Let pot help to reduce opioid abuse

Before the governor is a profound opportunity to help New Mexico address the opioid overdose epidemic. On Susana Martinez’s desk is House Bill 527, which would make changes to the Lynn Pierson and Erin Armstrong Compassionate Use Act, our state medical cannabis law. These changes include adding opioid use disorder as a medical condition that would allow someone to legally access medical cannabis in a safe, state-regulated system.

Sponsored by the top-ranking Republican in the N.M. House of Representatives, HB 527 represents cooperation of members of both the major political parties and both state houses, dozens of community stakeholders, the Department of Health, and the Office of the Governor. And it is the first time the state Legislature has successfully amended the statute since it was passed in 2007.

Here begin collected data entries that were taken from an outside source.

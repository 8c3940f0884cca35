//! Format adapter interface
//!
//! Each concrete table layout implements [`FatAdapter`]. The engine decides
//! where bytes go and keeps entries and open streams consistent; the adapter
//! only keeps its on-disk table in step with what the engine did.

use crate::entry::{EntryRef, FatEntry};
use crate::error::{Error, Result};
use crate::storage::ByteStorage;
use crate::table::FatTable;
use std::fmt;

/// Hooks a concrete table layout provides to the allocation engine
///
/// # Hook contract
///
/// - `update_*` hooks receive an entry that already carries the new value.
///   The delta is supplied for context only and must not be applied again.
/// - [`pre_insert_file`](Self::pre_insert_file) writes the new table row and
///   returns the entry of record. If the table grows, the adapter shifts
///   existing files itself with [`FatTable::shift_files`], and adjusts the
///   new entry's `offset` by the same amount since it is not yet in the
///   table. Formats with inline headers insert and shift for the header too,
///   so that on return the entry's data region starts at
///   `offset + header_len`. It must validate before touching anything so a
///   failure leaves the archive unchanged.
/// - [`pre_remove_file`](Self::pre_remove_file) deletes the table row and
///   accounts for the table shrinking. The entry is still valid and still
///   listed while it runs.
///
/// Entry guards must not be held across a call to
/// [`FatTable::shift_files`], which needs write access to move entries.
pub trait FatAdapter: Send {
    /// Format specific payload carried by every entry
    type Extra: Default + Clone + fmt::Debug + Send + Sync + 'static;

    /// Longest filename the table can hold, `None` when unlimited
    fn max_name_len(&self) -> Option<usize> {
        None
    }

    /// Reject names the table cannot store
    fn validate_name(&self, name: &str) -> Result<()> {
        if let Some(max) = self.max_name_len() {
            if name.len() > max {
                return Err(Error::name_rejected(
                    name,
                    format!("longer than {max} characters"),
                ));
            }
        }
        if name.contains('\0') {
            return Err(Error::name_rejected(name, "contains a NUL byte"));
        }
        Ok(())
    }

    /// Reject sizes the table cannot store
    ///
    /// Called by insert and resize before anything is written.
    fn validate_size(
        &self,
        _entry: &FatEntry<Self::Extra>,
        _stored_size: u64,
        _real_size: u64,
    ) -> Result<()> {
        Ok(())
    }

    /// Persist an entry's new offset
    fn update_file_offset(
        &mut self,
        storage: &mut dyn ByteStorage,
        entry: &FatEntry<Self::Extra>,
        delta: i64,
    ) -> Result<()>;

    /// Persist an entry's new stored and real sizes
    fn update_file_size(
        &mut self,
        storage: &mut dyn ByteStorage,
        entry: &FatEntry<Self::Extra>,
        delta: i64,
    ) -> Result<()>;

    /// Persist a rename, the entry still carries the old name
    fn update_file_name(
        &mut self,
        storage: &mut dyn ByteStorage,
        entry: &FatEntry<Self::Extra>,
        new_name: &str,
    ) -> Result<()>;

    /// Write the table row for a new entry and return the entry of record
    fn pre_insert_file(
        &mut self,
        table: &mut FatTable<Self::Extra>,
        before: Option<&EntryRef<Self::Extra>>,
        entry: FatEntry<Self::Extra>,
    ) -> Result<FatEntry<Self::Extra>>;

    /// Follow-up once the new file's data space exists
    fn post_insert_file(
        &mut self,
        _table: &mut FatTable<Self::Extra>,
        _entry: &EntryRef<Self::Extra>,
    ) -> Result<()> {
        Ok(())
    }

    /// Delete the table row for an entry about to be removed
    fn pre_remove_file(
        &mut self,
        table: &mut FatTable<Self::Extra>,
        entry: &EntryRef<Self::Extra>,
    ) -> Result<()>;

    /// Follow-up once the entry's data is gone, the entry is already invalid
    fn post_remove_file(
        &mut self,
        _table: &mut FatTable<Self::Extra>,
        _entry: &EntryRef<Self::Extra>,
    ) -> Result<()> {
        Ok(())
    }

    /// Allocate a blank entry
    fn create_new_entry(&self) -> FatEntry<Self::Extra> {
        FatEntry::default()
    }
}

Research has shown that medical cannabis is not only an effective pain treatment, it can also reduce the use of opioids and reduce the number of opioid-related overdose deaths. Last fall Anita Briscoe, a New Mexico-based psychiatric nurse practitioner with decades of clinical experience, petitioned the Department of Health to add opioid use disorder the list of qualifying conditions. Briscoe, who grew up in Española seeing the devastation opioid misuse can cause, and two colleagues collected patient survey data from New Mexicans using cannabis to help ease pain and opioid withdrawal symptoms like nausea and vomiting. Briscoe’s survey of 400 patients showed that 25 percent reported being able to discontinue opioid use with the aid of cannabis. The petition was reviewed by the eight-member board of doctors, appointed by the state, who are tasked with evaluating additional diseases and symptoms for medical cannabis eligibility. The board voted overwhelmingly to recommend approval to add opioid use disorder to the list of medical conditions that are eligible for medical cannabis in New Mexico. And just this month, two faculty members at the University of New Mexico, Dr. Jacob Vigil and Dr. Sarah Stith, released findings from a study they conducted where they observed patients who had access to medical cannabis reduce their opioid use by 31 percent, while people in the control group saw a slight increase in opioid use. To ensure that patients’ self-reporting was accurate, the researchers corroborated the survey data with reports pulled from the state’s prescription drug monitoring database for each patient.

I urge the governor to sign HB 527 without delay since opioid overdose deaths are the leading cause of accidental death statewide in New Mexico, more than gun deaths and traffic fatalities.

We need medical cannabis as another tool to address the opioid overdose crisis. The governor needs to sign HB 527 to protect New Mexico’s families.